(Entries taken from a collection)
┌────────
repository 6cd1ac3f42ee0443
pub mod grid;
use rustfft::{num_complex::Complex, FftPlanner};

use super::features::SpectrumMode;

/// Number of bins the centroid looks at: every bin below N/2, which is
/// `ceil(N/2)` when N is odd.
pub fn half_bins(n: usize) -> usize {
    (n + 1) / 2
}

/// Magnitudes of the first `half_bins(N)` bins of the discrete transform of
/// `signal`, evaluated directly from the definition.
pub fn naive_half_spectrum(signal: &[f32]) -> Vec<f64> {
    let n = signal.len();
    let step = -2.0 * std::f64::consts::PI / n as f64;

    (0..half_bins(n))
        .map(|k| {
            let mut real = 0.0f64;
            let mut imag = 0.0f64;
            for (i, &s) in signal.iter().enumerate() {
                // k*n reduced mod N keeps the angle small without changing it mod 2π
                let angle = step * ((k * i) % n) as f64;
                real += s as f64 * angle.cos();
                imag += s as f64 * angle.sin();
            }
            (real * real + imag * imag).sqrt()
        })
        .collect()
}

/// Same bins as [`naive_half_spectrum`], computed with an FFT.
pub fn fft_half_spectrum(signal: &[f32]) -> Vec<f64> {
    let n = signal.len();
    let mut planner = FftPlanner::<f64>::new();
    let fft = planner.plan_fft_forward(n);

    let mut buffer: Vec<Complex<f64>> = signal.iter().map(|&s| Complex::new(s as f64, 0.0)).collect();
    fft.process(&mut buffer);

    buffer[..half_bins(n)].iter().map(|c| c.norm()).collect()
}

pub fn half_spectrum(signal: &[f32], mode: SpectrumMode) -> Vec<f64> {
    if signal.is_empty() {
        return Vec::new();
    }
    match mode {
        SpectrumMode::Naive => naive_half_spectrum(signal),
        SpectrumMode::Fft => fft_half_spectrum(signal),
    }
}

/// Magnitude-weighted mean frequency of `signal`; 0 when the spectrum is empty.
pub fn spectral_centroid(signal: &[f32], sample_rate: u32, mode: SpectrumMode) -> f64 {
    let n = signal.len();
    let magnitudes = half_spectrum(signal, mode);

    let mut weighted = 0.0f64;
    let mut total = 0.0f64;
    for (i, &mag) in magnitudes.iter().enumerate() {
        let freq = i as f64 * sample_rate as f64 / n as f64;
        weighted += freq * mag;
        total += mag;
    }

    if total > 0.0 {
        weighted / total
    } else {
        0.0
    }
}

#[cfg(test)]
mod tests {
    use super::*;

    fn sine(freq: f64, sample_rate: u32, len: usize) -> Vec<f32> {
        (0..len)
            .map(|i| (2.0 * std::f64::consts::PI * freq * i as f64 / sample_rate as f64).sin() as f32)
            .collect()
    }

    #[test]
    fn odd_lengths_round_half_up() {
        assert_eq!(half_bins(4), 2);
        assert_eq!(half_bins(5), 3);
        assert_eq!(naive_half_spectrum(&[1.0; 5]).len(), 3);
    }

    #[test]
    fn dc_signal_has_energy_only_in_bin_zero() {
        let mags = naive_half_spectrum(&[0.5; 8]);
        assert!((mags[0] - 4.0).abs() < 1e-9);
        assert!(mags[1..].iter().all(|&m| m < 1e-9));
    }

    #[test]
    fn centroid_of_bin_aligned_sine() {
        // 1000 Hz at 8 kHz over 64 samples lands exactly on bin 8
        let signal = sine(1000.0, 8_000, 64);
        let centroid = spectral_centroid(&signal, 8_000, SpectrumMode::Naive);
        assert!((centroid - 1000.0).abs() < 1.0, "centroid = {}", centroid);
    }

    #[test]
    fn silence_has_zero_centroid() {
        assert_eq!(spectral_centroid(&[0.0; 32], 44_100, SpectrumMode::Naive), 0.0);
        assert_eq!(spectral_centroid(&[0.0; 32], 44_100, SpectrumMode::Fft), 0.0);
        assert_eq!(spectral_centroid(&[], 44_100, SpectrumMode::Naive), 0.0);
    }

    #[test]
    fn fast_transform_matches_naive_bins() {
        let signal: Vec<f32> = (0..97).map(|i| ((i * 37) % 19) as f32 / 19.0 - 0.5).collect();
        let naive = naive_half_spectrum(&signal);
        let fast = fft_half_spectrum(&signal);
        assert_eq!(naive.len(), fast.len());
        for (a, b) in naive.iter().zip(fast.iter()) {
            assert!((a - b).abs() < 1e-6, "{} vs {}", a, b);
        }
    }
}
└────────
TASK GOAL: Look back at the entries above and repeat, unchanged, every line from the line holding "weighted += freq * mag;" through the line holding "assert_eq!(half_bins(5), 3);".

REPLY:
        weighted += freq * mag;
        total += mag;
    }

    if total > 0.0 {
        weighted / total
    } else {
        0.0
    }
}

#[cfg(test)]
mod tests {
    use super::*;

    fn sine(freq: f64, sample_rate: u32, len: usize) -> Vec<f32> {
        (0..len)
            .map(|i| (2.0 * std::f64::consts::PI * freq * i as f64 / sample_rate as f64).sin() as f32)
            .collect()
    }

    #[test]
    fn odd_lengths_round_half_up() {
        assert_eq!(half_bins(4), 2);
        assert_eq!(half_bins(5), 3);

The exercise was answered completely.